Saat beton mengering dan mulai mengeras, biochar secara perlahan melepaskan air, yang pada dasarnya merehidrasi material di sekitarnya dan mengurangi dampak penyusutan dan keretakan.
"Kami akan mengalihkan limbah ini dan mengubahnya menjadi sumber daya yang berharga," jelas Roychand.
"Pasir juga mengalami kelangkaan, dan bahkan jika kita mengganti sebagian dari pasir tersebut, kita masih meningkatkan aspek keberlanjutannya, dan perlahan-lahan kita mungkin sampai pada tahap di mana sebagian besar pasir dapat diganti dengan bahan limbah yang berbeda," tandasnya.
Terpisah, Kypros Pilakoutas, seorang profesor inovasi konstruksi di Universitas Sheffield di Inggris, yang tidak terlibat dalam penelitian mengatakan, ini menarik dari sudut pandang teknologi.
Namun, ia merasa kecil kemungkinan beton yang diproduksi dengan cara ini akan digunakan secara luas dalam aplikasi skala besar.
"Masalah utama sampah adalah pengumpulan dan pengolahannya," jelasnya.

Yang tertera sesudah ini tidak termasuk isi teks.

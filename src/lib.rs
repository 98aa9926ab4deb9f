//! # Codex App-Server Bridge for Rust
//!
//! A client for the codex CLI's `app-server` mode. It launches the agent as a
//! child process, speaks line-delimited JSON-RPC over its stdio, and turns the
//! agent's notifications into a typed stream of turn events.
//!
//! ## Quick Start
//!
//! ```no_run
//! use futures::StreamExt;
//! use kodegen_codex_bridge::{AppServerClient, ClientOptions, ThreadOptions, TurnEvent};
//!
//! #[tokio::main]
//! async fn main() -> Result<(), Box<dyn std::error::Error>> {
//!     let options = ClientOptions::builder()
//!         .approval_policy("never")
//!         .surface_builtin_tools(true)
//!         .build();
//!     let client = AppServerClient::new(options);
//!     client.start_or_resume_thread(ThreadOptions::default()).await?;
//!
//!     let mut events = client.run_streaming("What is 2 + 2?")?;
//!     while let Some(event) = events.next().await {
//!         if let TurnEvent::ToolCallStarted(call) = event? {
//!             log::info!("tool {} started", call.tool_name);
//!         }
//!     }
//!     client.shutdown().await?;
//!     Ok(())
//! }
//! ```
//!
//! ## Components
//!
//! - [`version`] - Agent CLI version probe and minimum-version gate
//! - [`transport`] - Process launch and the framed request/response channel
//! - [`normalize`] - Stateless extraction of ids, statuses and tool calls
//! - [`client`] - Connection lifecycle, run admission and event streaming
//!
//! ## One turn at a time
//!
//! A client holds one thread and at most one active run. A second
//! [`AppServerClient::run_streaming`] while a turn is running fails with
//! [`BridgeError::TurnInProgress`]; the slot is freed when the stream ends or
//! is dropped.
//!
//! ## Host tools
//!
//! Tools advertised with [`ClientOptionsBuilder::add_dynamic_tool`] are run
//! by the executor installed with [`AppServerClient::set_dynamic_tool_executor`]:
//!
//! ```no_run
//! # use kodegen_codex_bridge::{AppServerClient, ClientOptions, DynamicToolResponse, dynamic_tool_executor};
//! # fn example(client: &AppServerClient) {
//! client.set_dynamic_tool_executor(dynamic_tool_executor(|call| async move {
//!     Ok(DynamicToolResponse::text(format!("{} says hi", call.tool)))
//! }));
//! # }
//! ```

pub mod client;
pub mod control;
pub mod error;
pub mod normalize;
pub mod transport;
pub mod types;
pub mod version;

// Re-export commonly used types for external API
pub use client::{AppServerClient, ConnectionPhase, ToolSpanTracker, TurnStream};
pub use error::{BridgeError, Result};
pub use normalize::ToolKind;
pub use transport::{AgentIo, LaunchSpec, Launcher, ProcessLauncher, Transport, TransportHandlers};
pub use version::SemVer;

// Re-export type submodules for flat public API
pub use types::dynamic_tools::{
    ContentItem, DynamicToolCall, DynamicToolExecutor, DynamicToolResponse, DynamicToolSpec,
    dynamic_tool_executor,
};
pub use types::events::{ToolCall, TurnEvent, TurnSummary};
pub use types::identifiers::{RequestId, RunId};
pub use types::input::{InputItem, TurnInput};
pub use types::options::{ClientOptions, ClientOptionsBuilder, ThreadOptions};

/// Version of the bridge
pub const VERSION: &str = env!("CARGO_PKG_VERSION");
//! Wire protocol for the app-server control channel
//!
//! This module provides frame classification, outgoing frame types, the
//! capability flags sent during the handshake, and the pending-request table
//! used to correlate responses with callers.
//!
//! # Example: Classifying frames
//!
//! ```rust
//! use kodegen_codex_bridge::control::IncomingMessage;
//! use serde_json::json;
//!
//! # fn example() -> Result<(), Box<dyn std::error::Error>> {
//! let frame = json!({ "method": "turn/started", "params": { "turn": { "id": "t1" } } });
//! assert!(matches!(
//!     IncomingMessage::classify(frame)?,
//!     IncomingMessage::Notification { .. }
//! ));
//!
//! let frame = json!({ "id": 7, "result": {} });
//! assert!(matches!(
//!     IncomingMessage::classify(frame)?,
//!     IncomingMessage::Response { .. }
//! ));
//! # Ok(())
//! # }
//! ```

mod capabilities;
mod handler;
mod messages;

// Re-export public types
pub use capabilities::ClientCapabilities;
pub use handler::{PendingRequests, ResponseReceiver};
pub use messages::{IncomingMessage, OutgoingMessage, RpcErrorBody};
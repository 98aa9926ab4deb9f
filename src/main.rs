// Codex app-server bridge demo
//
// Runs one prompt (taken from the command line) on a fresh thread and logs
// every turn event. Configuration comes from CODEX_BRIDGE_* variables.

use anyhow::{Context, Result, bail};
use futures::StreamExt;
use kodegen_codex_bridge::{AppServerClient, ClientOptions, ThreadOptions, TurnEvent};

#[tokio::main]
async fn main() -> Result<()> {
    env_logger::Builder::from_env(env_logger::Env::default().default_filter_or("info")).init();

    let prompt = std::env::args().skip(1).collect::<Vec<_>>().join(" ");
    if prompt.trim().is_empty() {
        bail!("usage: kodegen-codex-bridge <prompt>");
    }

    let options = ClientOptions::builder()
        .surface_builtin_tools(true)
        .build()
        .apply_env_overrides()
        .context("invalid CODEX_BRIDGE_* configuration")?;

    let client = AppServerClient::new(options);
    let thread_id = client
        .start_or_resume_thread(ThreadOptions::default())
        .await
        .context("failed to start the agent")?;
    log::info!("thread {thread_id}");

    let outcome = run_prompt(&client, &prompt).await;
    if let Err(e) = client.shutdown().await {
        log::warn!("shutdown failed: {e}");
    }
    outcome
}

async fn run_prompt(client: &AppServerClient, prompt: &str) -> Result<()> {
    let mut events = client.run_streaming(prompt)?;
    while let Some(event) = events.next().await {
        match event? {
            TurnEvent::Notification { method, params } => {
                log::debug!("{method}: {params}");
            }
            TurnEvent::ToolCallStarted(call) => {
                log::info!("tool {} ({}) started", call.tool_name, call.call_id);
            }
            TurnEvent::ToolCallCompleted(call) => {
                let outcome = if call.is_error { "failed" } else { "succeeded" };
                log::info!("tool {} ({}) {outcome}", call.tool_name, call.call_id);
            }
            TurnEvent::TurnCompleted(summary) => {
                log::info!(
                    "turn {} finished: {}",
                    summary.turn_id.as_deref().unwrap_or("?"),
                    summary.status
                );
            }
        }
    }
    Ok(())
}
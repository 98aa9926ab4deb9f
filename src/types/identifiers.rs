//! Newtype wrappers for type safety
//!
//! This module contains newtype wrappers that provide type safety by wrapping
//! primitive types into distinct types.

use std::fmt;

use serde::{Deserialize, Serialize};
use uuid::Uuid;

// ============================================================================
// Newtype Wrappers for Type Safety
// ============================================================================

/// Request ID newtype for control protocol correlation
///
/// Ids are written as integers but agents may echo them back as strings, so
/// the canonical form is the decimal text.
#[derive(Debug, Clone, PartialEq, Eq, Hash, Serialize, Deserialize)]
#[serde(transparent)]
pub struct RequestId(String);

impl RequestId {
    /// Create a new request ID
    pub fn new(id: impl Into<String>) -> Self {
        Self(id.into())
    }

    /// Get the request ID as a string slice
    #[must_use]
    pub fn as_str(&self) -> &str {
        &self.0
    }

    /// Read an id from a response frame (string or integer)
    #[must_use]
    pub fn from_wire(value: &serde_json::Value) -> Option<Self> {
        match value {
            serde_json::Value::String(s) => Some(Self(s.clone())),
            serde_json::Value::Number(n) => Some(Self(n.to_string())),
            _ => None,
        }
    }
}

impl fmt::Display for RequestId {
    fn fmt(&self, f: &mut fmt::Formatter<'_>) -> fmt::Result {
        f.write_str(&self.0)
    }
}

impl From<u64> for RequestId {
    fn from(n: u64) -> Self {
        Self(n.to_string())
    }
}

impl From<String> for RequestId {
    fn from(s: String) -> Self {
        Self(s)
    }
}

impl From<&str> for RequestId {
    fn from(s: &str) -> Self {
        Self(s.to_string())
    }
}

/// Client-chosen identity of one run
#[derive(Debug, Clone, Copy, PartialEq, Eq, Hash, Serialize, Deserialize)]
#[serde(transparent)]
pub struct RunId(Uuid);

impl RunId {
    /// Generate a fresh random run id
    #[must_use]
    pub fn new() -> Self {
        Self(Uuid::new_v4())
    }

    /// Underlying UUID
    #[must_use]
    pub fn as_uuid(&self) -> &Uuid {
        &self.0
    }
}

impl Default for RunId {
    fn default() -> Self {
        Self::new()
    }
}

impl fmt::Display for RunId {
    fn fmt(&self, f: &mut fmt::Formatter<'_>) -> fmt::Result {
        self.0.fmt(f)
    }
}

"Meskipun mengumpulkan semua ampas kopi dari seluruh negara merupakan hal yang bagus, biaya yang harus dikeluarkan akan sangat besar dan mahal," tandasnya.
Ia menambahkan, pirolisis, proses pembuatan biochar, tidaklah bebas biaya, dan ia percaya konsentrasi karbon yang tinggi dalam beton tidak akan meningkatkan daya tahan beton dalam jangka panjang.
Roychad menunjukkan, pengumpulan sampah sudah menjadi hal yang umum, dan sejumlah perusahaan di Australia berfokus pada daur ulang sampah kopi.
Dia menambahkan, biaya pirolisis terutama terkait dengan investasi awal pada peralatan, sementara biochar diproduksi pada suhu yang jauh lebih rendah dibandingkan semen, 350 Celcius dibandingkan dengan sekitar 1,450 Celcius.
BACA JUGA:
Diketahui, bahan dalam beton yang berkontribusi paling besar terhadap perubahan iklim adalah semen, yang bertanggung jawab atas 8 persen emisi CO2 global pada tahun 2021 menurut lembaga think tank Chatham House.
Roychand percaya, peningkatan kekuatan beton sebesar 30 persen akan memungkinkan pengurangan emisi CO2 global hingga 10 persen, sehingga mengurangi dampak iklim.
Ia mengatakan, penemuan ini telah menarik minat baik dari perusahaan konstruksi maupun organisasi yang mendaur ulang ampas kopi, dan timnya kini bekerja sama dengan dewan lokal di Australia untuk memulai demonstrasi lapangan.